### Brief:
Among the entries, how many lines carry the string "queue"? Give the number and nothing else.

### Data extracts:
- Opening Delimiter -
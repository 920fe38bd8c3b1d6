use bytemuck::{Pod, Zeroable};

use crate::render::{RenderCtx, RenderTarget};
use crate::scene::{DrawCmd, DrawList};

use super::common::QuadPipeline;

/// Renderer for `DrawCmd::Circle`.
///
/// Circles are drawn as instanced quads with an analytic one-pixel AA edge.
/// Zero or negative radii are skipped.
pub struct CircleRenderer {
    quads: QuadPipeline,
    instances: Vec<CircleInstance>,
}

impl Default for CircleRenderer {
    fn default() -> Self {
        Self {
            quads: QuadPipeline::new(
                "astral circle",
                include_str!("shaders/circle.wgsl"),
                CircleInstance::layout(),
            ),
            instances: Vec::new(),
        }
    }
}

impl CircleRenderer {
    pub fn new() -> Self {
        Self::default()
    }

    pub fn render(
        &mut self,
        ctx: &RenderCtx<'_>,
        target: &mut RenderTarget<'_>,
        draw_list: &mut DrawList,
    ) {
        collect_instances(draw_list, &mut self.instances);
        self.quads.draw(ctx, target, &self.instances);
    }
}

/// Refills `out` with one instance per drawable circle, in paint order.
fn collect_instances(draw_list: &mut DrawList, out: &mut Vec<CircleInstance>) {
    out.clear();
    for item in draw_list.iter_in_paint_order() {
        let DrawCmd::Circle(cmd) = &item.cmd else { continue };

        if cmd.radius <= 0.0 || !cmd.center.is_finite() || !cmd.color.is_finite() {
            continue;
        }
        cmd.color.debug_assert_premul();

        out.push(CircleInstance {
            center: [cmd.center.x, cmd.center.y],
            radius: cmd.radius,
            color: cmd.color.to_array(),
        });
    }
}

// ── GPU types ─────────────────────────────────────────────────────────────

/// Instance data layout (28 bytes):
///
///  offset  0  center  [f32; 2]   loc 1
///  offset  8  radius  f32        loc 2
///  offset 12  color   [f32; 4]   loc 3  (premultiplied)
#[repr(C)]
#[derive(Debug, Copy, Clone, Pod, Zeroable, PartialEq)]
struct CircleInstance {
    center: [f32; 2],
    radius: f32,
    color: [f32; 4],
}

impl CircleInstance {
    const ATTRS: [wgpu::VertexAttribute; 3] = wgpu::vertex_attr_array![
        1 => Float32x2, // center
        2 => Float32,   // radius
        3 => Float32x4  // color
    ];

    fn layout() -> wgpu::VertexBufferLayout<'static> {
        wgpu::VertexBufferLayout {
            array_stride: std::mem::size_of::<CircleInstance>() as u64,
            step_mode: wgpu::VertexStepMode::Instance,
            attributes: &Self::ATTRS,
        }
    }
}
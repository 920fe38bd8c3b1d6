//! Shared GPU types and the instanced-quad pipeline used by all shape renderers.

use bytemuck::{Pod, Zeroable};
use wgpu::util::DeviceExt;

use crate::render::{RenderCtx, RenderTarget};

// ── blend ─────────────────────────────────────────────────────────────────

fn premul_alpha_blend() -> wgpu::BlendState {
    let component = wgpu::BlendComponent {
        src_factor: wgpu::BlendFactor::One,
        dst_factor: wgpu::BlendFactor::OneMinusSrcAlpha,
        operation: wgpu::BlendOperation::Add,
    };
    wgpu::BlendState { color: component, alpha: component }
}

// ── viewport uniform ──────────────────────────────────────────────────────

#[repr(C)]
#[derive(Debug, Copy, Clone, Pod, Zeroable)]
struct ViewportUniform {
    viewport: [f32; 2],
    pixel: f32,
    _pad: f32, // 16-byte alignment
}

/// Minimum binding size for the viewport uniform buffer.
///
/// `ViewportUniform` is 16 bytes, so the fallback branch is unreachable; it
/// keeps pipeline creation free of `unwrap`.
fn viewport_ubo_min_binding_size() -> Option<std::num::NonZeroU64> {
    std::num::NonZeroU64::new(std::mem::size_of::<ViewportUniform>() as u64)
}

// ── quad vertex ───────────────────────────────────────────────────────────

#[repr(C)]
#[derive(Debug, Copy, Clone, Pod, Zeroable)]
struct QuadVertex {
    pos: [f32; 2], // 0..1
}

impl QuadVertex {
    const ATTRS: [wgpu::VertexAttribute; 1] = wgpu::vertex_attr_array![0 => Float32x2];

    fn layout() -> wgpu::VertexBufferLayout<'static> {
        wgpu::VertexBufferLayout {
            array_stride: std::mem::size_of::<QuadVertex>() as u64,
            step_mode: wgpu::VertexStepMode::Vertex,
            attributes: &Self::ATTRS,
        }
    }
}

const QUAD_VERTICES: [QuadVertex; 4] = [
    QuadVertex { pos: [0.0, 0.0] },
    QuadVertex { pos: [1.0, 0.0] },
    QuadVertex { pos: [1.0, 1.0] },
    QuadVertex { pos: [0.0, 1.0] },
];

const QUAD_INDICES: [u16; 6] = [0, 1, 2, 0, 2, 3];

// ── instanced quad pipeline ───────────────────────────────────────────────

/// One unit quad (location 0) expanded per instance by a WGSL vertex shader.
///
/// Shader contract:
/// - `@group(0) @binding(0)` is the viewport uniform (`vec2<f32>` size, `f32` pixel, pad)
/// - entry points are `vs_main` / `fs_main`
/// - instance attributes start at location 1
///
/// GPU objects are created lazily and rebuilt when the surface format changes.
pub(super) struct QuadPipeline {
    label: &'static str,
    shader_src: &'static str,
    instance_layout: wgpu::VertexBufferLayout<'static>,

    pipeline_format: Option<wgpu::TextureFormat>,
    pipeline: Option<wgpu::RenderPipeline>,

    bind_group_layout: Option<wgpu::BindGroupLayout>,
    bind_group: Option<wgpu::BindGroup>,
    viewport_ubo: Option<wgpu::Buffer>,

    quad_vbo: Option<wgpu::Buffer>,
    quad_ibo: Option<wgpu::Buffer>,

    instance_vbo: Option<wgpu::Buffer>,
    instance_capacity: usize,
}

impl QuadPipeline {
    pub(super) fn new(
        label: &'static str,
        shader_src: &'static str,
        instance_layout: wgpu::VertexBufferLayout<'static>,
    ) -> Self {
        Self {
            label,
            shader_src,
            instance_layout,
            pipeline_format: None,
            pipeline: None,
            bind_group_layout: None,
            bind_group: None,
            viewport_ubo: None,
            quad_vbo: None,
            quad_ibo: None,
            instance_vbo: None,
            instance_capacity: 0,
        }
    }

    /// Uploads `instances` and records one instanced draw in its own render pass.
    ///
    /// The pass loads the existing target contents, so renderers compose in call order.
    pub(super) fn draw<I: Pod>(
        &mut self,
        ctx: &RenderCtx<'_>,
        target: &mut RenderTarget<'_>,
        instances: &[I],
    ) {
        if instances.is_empty() {
            return;
        }

        self.ensure_pipeline(ctx);
        self.ensure_static_buffers(ctx);
        self.ensure_bindings(ctx);

        // Mutating methods must happen before borrowing pipeline/buffers immutably.
        self.write_viewport_uniform(ctx);
        self.ensure_instance_capacity::<I>(ctx, instances.len());

        let Some(instance_vbo) = self.instance_vbo.as_ref() else { return };
        ctx.queue.write_buffer(instance_vbo, 0, bytemuck::cast_slice(instances));

        let Some(pipeline) = self.pipeline.as_ref() else { return };
        let Some(bind_group) = self.bind_group.as_ref() else { return };
        let Some(quad_vbo) = self.quad_vbo.as_ref() else { return };
        let Some(quad_ibo) = self.quad_ibo.as_ref() else { return };

        let pass_label = format!("{} pass", self.label);
        let mut rpass = target.encoder.begin_render_pass(&wgpu::RenderPassDescriptor {
            label: Some(&pass_label),
            color_attachments: &[Some(wgpu::RenderPassColorAttachment {
                view: target.color_view,
                resolve_target: None,
                ops: wgpu::Operations {
                    load: wgpu::LoadOp::Load,
                    store: wgpu::StoreOp::Store,
                },
                depth_slice: None,
            })],
            depth_stencil_attachment: None,
            timestamp_writes: None,
            occlusion_query_set: None,
            multiview_mask: None,
        });

        rpass.set_pipeline(pipeline);
        rpass.set_bind_group(0, bind_group, &[]);
        rpass.set_vertex_buffer(0, quad_vbo.slice(..));
        rpass.set_vertex_buffer(1, instance_vbo.slice(..));
        rpass.set_index_buffer(quad_ibo.slice(..), wgpu::IndexFormat::Uint16);
        rpass.draw_indexed(0..QUAD_INDICES.len() as u32, 0, 0..instances.len() as u32);
    }

    // ── private helpers ────────────────────────────────────────────────────

    fn ensure_pipeline(&mut self, ctx: &RenderCtx<'_>) {
        if self.pipeline_format == Some(ctx.surface_format) && self.pipeline.is_some() {
            return;
        }

        log::debug!("{}: building pipeline for {:?}", self.label, ctx.surface_format);

        let shader_label = format!("{} shader", self.label);
        let shader = ctx.device.create_shader_module(wgpu::ShaderModuleDescriptor {
            label: Some(&shader_label),
            source: wgpu::ShaderSource::Wgsl(self.shader_src.into()),
        });

        let bgl_label = format!("{} bgl", self.label);
        let bind_group_layout =
            ctx.device.create_bind_group_layout(&wgpu::BindGroupLayoutDescriptor {
                label: Some(&bgl_label),
                entries: &[wgpu::BindGroupLayoutEntry {
                    binding: 0,
                    visibility: wgpu::ShaderStages::VERTEX_FRAGMENT,
                    ty: wgpu::BindingType::Buffer {
                        ty: wgpu::BufferBindingType::Uniform,
                        has_dynamic_offset: false,
                        min_binding_size: viewport_ubo_min_binding_size(),
                    },
                    count: None,
                }],
            });

        let layout_label = format!("{} pipeline layout", self.label);
        let pipeline_layout =
            ctx.device.create_pipeline_layout(&wgpu::PipelineLayoutDescriptor {
                label: Some(&layout_label),
                bind_group_layouts: &[&bind_group_layout],
                immediate_size: 0,
            });

        let pipeline_label = format!("{} pipeline", self.label);
        let pipeline = ctx.device.create_render_pipeline(&wgpu::RenderPipelineDescriptor {
            label: Some(&pipeline_label),
            layout: Some(&pipeline_layout),
            vertex: wgpu::VertexState {
                module: &shader,
                entry_point: Some("vs_main"),
                compilation_options: Default::default(),
                buffers: &[QuadVertex::layout(), self.instance_layout.clone()],
            },
            fragment: Some(wgpu::FragmentState {
                module: &shader,
                entry_point: Some("fs_main"),
                compilation_options: Default::default(),
                targets: &[Some(wgpu::ColorTargetState {
                    format: ctx.surface_format,
                    blend: Some(premul_alpha_blend()),
                    write_mask: wgpu::ColorWrites::ALL,
                })],
            }),
            primitive: wgpu::PrimitiveState {
                topology: wgpu::PrimitiveTopology::TriangleList,
                strip_index_format: None,
                front_face: wgpu::FrontFace::Ccw,
                cull_mode: None,
                polygon_mode: wgpu::PolygonMode::Fill,
                unclipped_depth: false,
                conservative: false,
            },
            depth_stencil: None,
            multisample: wgpu::MultisampleState::default(),
            multiview_mask: None,
            cache: None,
        });

        self.pipeline_format = Some(ctx.surface_format);
        self.pipeline = Some(pipeline);
        self.bind_group_layout = Some(bind_group_layout);
        self.bind_group = None;
        self.viewport_ubo = None;
    }

    fn ensure_bindings(&mut self, ctx: &RenderCtx<'_>) {
        if self.bind_group.is_some() && self.viewport_ubo.is_some() {
            return;
        }
        let Some(bgl) = self.bind_group_layout.as_ref() else { return };

        let ubo_label = format!("{} viewport ubo", self.label);
        let viewport_ubo = ctx.device.create_buffer(&wgpu::BufferDescriptor {
            label: Some(&ubo_label),
            size: std::mem::size_of::<ViewportUniform>() as u64,
            usage: wgpu::BufferUsages::UNIFORM | wgpu::BufferUsages::COPY_DST,
            mapped_at_creation: false,
        });

        let group_label = format!("{} bind group", self.label);
        let bind_group = ctx.device.create_bind_group(&wgpu::BindGroupDescriptor {
            label: Some(&group_label),
            layout: bgl,
            entries: &[wgpu::BindGroupEntry {
                binding: 0,
                resource: viewport_ubo.as_entire_binding(),
            }],
        });

        self.viewport_ubo = Some(viewport_ubo);
        self.bind_group = Some(bind_group);
    }

    fn ensure_static_buffers(&mut self, ctx: &RenderCtx<'_>) {
        if self.quad_vbo.is_some() && self.quad_ibo.is_some() {
            return;
        }

        let vbo_label = format!("{} quad vbo", self.label);
        self.quad_vbo = Some(ctx.device.create_buffer_init(&wgpu::util::BufferInitDescriptor {
            label: Some(&vbo_label),
            contents: bytemuck::cast_slice(&QUAD_VERTICES),
            usage: wgpu::BufferUsages::VERTEX,
        }));
        let ibo_label = format!("{} quad ibo", self.label);
        self.quad_ibo = Some(ctx.device.create_buffer_init(&wgpu::util::BufferInitDescriptor {
            label: Some(&ibo_label),
            contents: bytemuck::cast_slice(&QUAD_INDICES),
            usage: wgpu::BufferUsages::INDEX,
        }));
    }

    fn write_viewport_uniform(&mut self, ctx: &RenderCtx<'_>) {
        let Some(ubo) = self.viewport_ubo.as_ref() else { return };
        ctx.queue.write_buffer(
            ubo,
            0,
            bytemuck::bytes_of(&ViewportUniform {
                viewport: [ctx.viewport.width.max(1.0), ctx.viewport.height.max(1.0)],
                pixel: ctx.pixel(),
                _pad: 0.0,
            }),
        );
    }

    fn ensure_instance_capacity<I>(&mut self, ctx: &RenderCtx<'_>, required: usize) {
        if required <= self.instance_capacity && self.instance_vbo.is_some() {
            return;
        }
        let new_cap = required.next_power_of_two().max(64);
        let new_size = (new_cap * std::mem::size_of::<I>()) as u64;
        let label = format!("{} instance vbo", self.label);
        self.instance_vbo = Some(ctx.device.create_buffer(&wgpu::BufferDescriptor {
            label: Some(&label),
            size: new_size,
            usage: wgpu::BufferUsages::VERTEX | wgpu::BufferUsages::COPY_DST,
            mapped_at_creation: false,
        }));
        self.instance_capacity = new_cap;
    }
}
- Closing Delimiter -
### Result:
2